L'huissier ne commet pas de faute dans la conduite de la saisie-vente, dès lors qu'il a informé le débiteur qu'un meuble a été séquestré entre les mains de son fabricant et n'a pas été vendu en raison de la revendication opposée par ce séquestre.

La Cour de cassation juge que la responsabilité de l’huissier de justice dans la conduite des opérations de saisie-vente ne peut être mise en jeu par le débiteur, dès lors que l’huissier l’a informé qu’un matériel saisi était séquestré entre les mains de son fabricant et n’a pas été vendu en raison de la revendication fondée sur l’article 2276 du code civil opposée par ce séquestre.

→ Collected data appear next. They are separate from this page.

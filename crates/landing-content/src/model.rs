//! Content Models
//!
//! Everything the landing page renders. Prices use `rust_decimal` -
//! never use f64 for money!

use std::path::Path;

use accordion_core::{ItemId, validate_unique};
use rust_decimal::Decimal;
use serde::{Deserialize, Serialize};

use crate::error::{ContentError, Result};

/// Anchor link in the navbar
#[derive(Clone, Debug, PartialEq, Eq, Serialize, Deserialize)]
pub struct NavLink {
    pub name: String,
    /// Fragment target, e.g. `#pricing`
    pub link: String,
}

/// Clickable prompt suggestion under the hero
#[derive(Clone, Debug, PartialEq, Eq, Serialize, Deserialize)]
pub struct Suggestion {
    pub icon: String,
    pub text: String,
}

/// "How it works" step
#[derive(Clone, Debug, PartialEq, Eq, Serialize, Deserialize)]
pub struct Step {
    /// Display number, e.g. "01"
    pub number: String,
    pub title: String,
    pub description: String,
}

/// Icon + title + description card, used for use cases and features
#[derive(Clone, Debug, PartialEq, Eq, Serialize, Deserialize)]
pub struct Highlight {
    pub icon: String,
    pub title: String,
    pub description: String,
}

/// Monthly/yearly billing period
#[derive(Clone, Copy, Debug, PartialEq, Eq, Serialize, Deserialize)]
#[serde(rename_all = "lowercase")]
pub enum BillingPeriod {
    Month,
    Year,
}

impl std::fmt::Display for BillingPeriod {
    fn fmt(&self, f: &mut std::fmt::Formatter<'_>) -> std::fmt::Result {
        match self {
            Self::Month => write!(f, "month"),
            Self::Year => write!(f, "year"),
        }
    }
}

/// A price in a given currency per billing period
#[derive(Clone, Debug, PartialEq, Eq, Serialize, Deserialize)]
pub struct Price {
    pub amount: Decimal,
    /// Currency symbol, e.g. "₹"
    pub currency: String,
    pub period: BillingPeriod,
}

impl Price {
    pub fn monthly(amount: Decimal, currency: impl Into<String>) -> Self {
        Self {
            amount,
            currency: currency.into(),
            period: BillingPeriod::Month,
        }
    }

    pub fn is_free(&self) -> bool {
        self.amount.is_zero()
    }

    /// `₹199/month`
    pub fn label(&self) -> String {
        format!("{}{}/{}", self.currency, self.amount.normalize(), self.period)
    }
}

/// One line in a pricing card
#[derive(Clone, Debug, PartialEq, Eq, Serialize, Deserialize)]
pub struct PlanFeature {
    pub text: String,
    pub included: bool,
}

/// Button style for a pricing card call to action
#[derive(Clone, Copy, Debug, Default, PartialEq, Eq, Serialize, Deserialize)]
#[serde(rename_all = "lowercase")]
pub enum ButtonVariant {
    #[default]
    Default,
    Outline,
}

/// A pricing card
#[derive(Clone, Debug, PartialEq, Eq, Serialize, Deserialize)]
pub struct PricingTier {
    pub name: String,
    pub price: Price,
    /// Small label next to the name, e.g. "Free" or "Coming"
    pub badge: String,
    pub description: String,
    pub features: Vec<PlanFeature>,
    pub button_text: String,
    #[serde(default)]
    pub button_variant: ButtonVariant,
    #[serde(default)]
    pub highlighted: bool,
}

impl PricingTier {
    pub fn included_count(&self) -> usize {
        self.features.iter().filter(|f| f.included).count()
    }
}

/// Question and answer
#[derive(Clone, Debug, PartialEq, Eq, Serialize, Deserialize)]
pub struct Faq {
    /// Accordion identifier; derived from the position when absent
    #[serde(default, skip_serializing_if = "Option::is_none")]
    pub id: Option<ItemId>,
    pub question: String,
    pub answer: String,
}

/// The complete landing page
#[derive(Clone, Debug, PartialEq, Eq, Serialize, Deserialize)]
pub struct LandingContent {
    pub brand: String,
    pub headline: String,
    pub hero_badge: String,
    pub input_placeholder: String,
    pub nav: Vec<NavLink>,
    pub suggestions: Vec<Suggestion>,
    pub steps: Vec<Step>,
    pub use_cases: Vec<Highlight>,
    pub features: Vec<Highlight>,
    pub pricing: Vec<PricingTier>,
    pub faqs: Vec<Faq>,
}

impl LandingContent {
    /// Parse and validate content from JSON
    pub fn from_json_str(json: &str) -> Result<Self> {
        let content: Self = serde_json::from_str(json)?;
        content.validate()?;
        Ok(content)
    }

    /// Load and validate content from a JSON file
    pub fn from_path(path: impl AsRef<Path>) -> Result<Self> {
        let raw = std::fs::read_to_string(path.as_ref())?;
        let content = Self::from_json_str(&raw)?;
        tracing::info!(
            path = %path.as_ref().display(),
            faqs = content.faqs.len(),
            tiers = content.pricing.len(),
            "loaded landing content"
        );
        Ok(content)
    }

    /// FAQ entries as accordion `(identifier, label, body)` tuples
    pub fn faq_entries(&self) -> Vec<(ItemId, String, String)> {
        self.faqs
            .iter()
            .enumerate()
            .map(|(index, faq)| {
                let id = faq.id.clone().unwrap_or_else(|| ItemId::indexed(index));
                (id, faq.question.clone(), faq.answer.clone())
            })
            .collect()
    }

    /// Reject content the page cannot render correctly
    pub fn validate(&self) -> Result<()> {
        for (index, faq) in self.faqs.iter().enumerate() {
            if faq.question.trim().is_empty() {
                return Err(ContentError::InvalidFaq {
                    index,
                    reason: "question is empty".into(),
                });
            }
            if faq.id.as_ref().is_some_and(ItemId::is_unbound) {
                return Err(ContentError::InvalidFaq {
                    index,
                    reason: "identifier is empty".into(),
                });
            }
        }

        let entries = self.faq_entries();
        validate_unique(entries.iter().map(|(id, _, _)| id))?;

        for tier in &self.pricing {
            if tier.price.amount.is_sign_negative() {
                return Err(ContentError::InvalidPricing {
                    tier: tier.name.clone(),
                    reason: "price is negative".into(),
                });
            }
        }

        Ok(())
    }
}

#[cfg(test)]
mod tests {
    use super::*;
    use rust_decimal_macros::dec;

    #[test]
    fn test_price_label() {
        assert_eq!(Price::monthly(dec!(199), "₹").label(), "₹199/month");
        assert_eq!(Price::monthly(dec!(0.00), "₹").label(), "₹0/month");
        assert!(Price::monthly(dec!(0), "₹").is_free());
    }

    #[test]
    fn test_faq_entries_use_index_ids() {
        let mut content = LandingContent::default();
        content.faqs.truncate(2);
        content.faqs[1].id = Some(ItemId::new("data"));

        let entries = content.faq_entries();
        assert_eq!(entries[0].0, ItemId::new("item-0"));
        assert_eq!(entries[1].0, ItemId::new("data"));
    }

    #[test]
    fn test_duplicate_faq_ids_rejected() {
        let mut content = LandingContent::default();
        content.faqs[2].id = Some(ItemId::new("item-0"));

        let err = content.validate().unwrap_err();
        assert!(matches!(err, ContentError::Accordion(_)));
    }

    #[test]
    fn test_empty_question_rejected() {
        let mut content = LandingContent::default();
        content.faqs[0].question = "  ".into();

        let err = content.validate().unwrap_err();
        assert!(matches!(err, ContentError::InvalidFaq { index: 0, .. }));
    }

    #[test]
    fn test_negative_price_rejected() {
        let mut content = LandingContent::default();
        content.pricing[0].price.amount = dec!(-1);
        assert!(matches!(
            content.validate(),
            Err(ContentError::InvalidPricing { .. })
        ));
    }

    #[test]
    fn test_json_roundtrip_keeps_prices_exact() {
        let content = LandingContent::default();
        let json = serde_json::to_string(&content).unwrap();
        let parsed = LandingContent::from_json_str(&json).unwrap();
        assert_eq!(parsed.pricing[1].price.amount, dec!(199));
        assert_eq!(parsed, content);
    }

    #[test]
    fn test_hero_fields_in_json() {
        let value = serde_json::to_value(LandingContent::default()).unwrap();
        assert!(value["headline"].as_str().is_some_and(|s| !s.is_empty()));
        assert!(value["input_placeholder"].as_str().is_some_and(|s| !s.is_empty()));
        assert!(value.get("tagline").is_none());
    }
}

En l’espèce, un bailleur charge un huissier de justice de procéder à l’expulsion et au recouvrement de la dette locative de sa locataire, en exécution d’une ordonnance de référé ayant constaté l’acquisition de la clause résolutoire du bail commercial. L’huissier de justice délivre à la débitrice un commandement de quitter les lieux et un commandement de payer aux fins de saisie-vente, puis pratique la saisie-vente de divers meubles garnissant le local loué. Parmi ces meubles, un appareil nécessitant un démontage technique, l’huissier de justice fait procéder à son enlèvement par le fabricant, qu’il désigne en qualité de séquestre et en informe la débitrice. Le séquestre informe l’huissier qu’il revendique ce matériel en vertu d’une clause de réserve de propriété consentie par le fournisseur, l’huissier de justice lui répond que le créancier renonce à le faire vendre et qu’il peut le considérer comme libre de toute saisie, procéder à sa revendication et l’appréhender. La débitrice soutient n’avoir pas été informée de cette renonciation à une vente forcée et assigne le créancier, l’huissier de justice et le séquestre devant le juge de l’exécution, en responsabilité et indemnisation d’une exécution dommageable.

Le juge de l’exécution (JEX) rejette ses demandes indemnitaires dirigées contre l’huissier de justice.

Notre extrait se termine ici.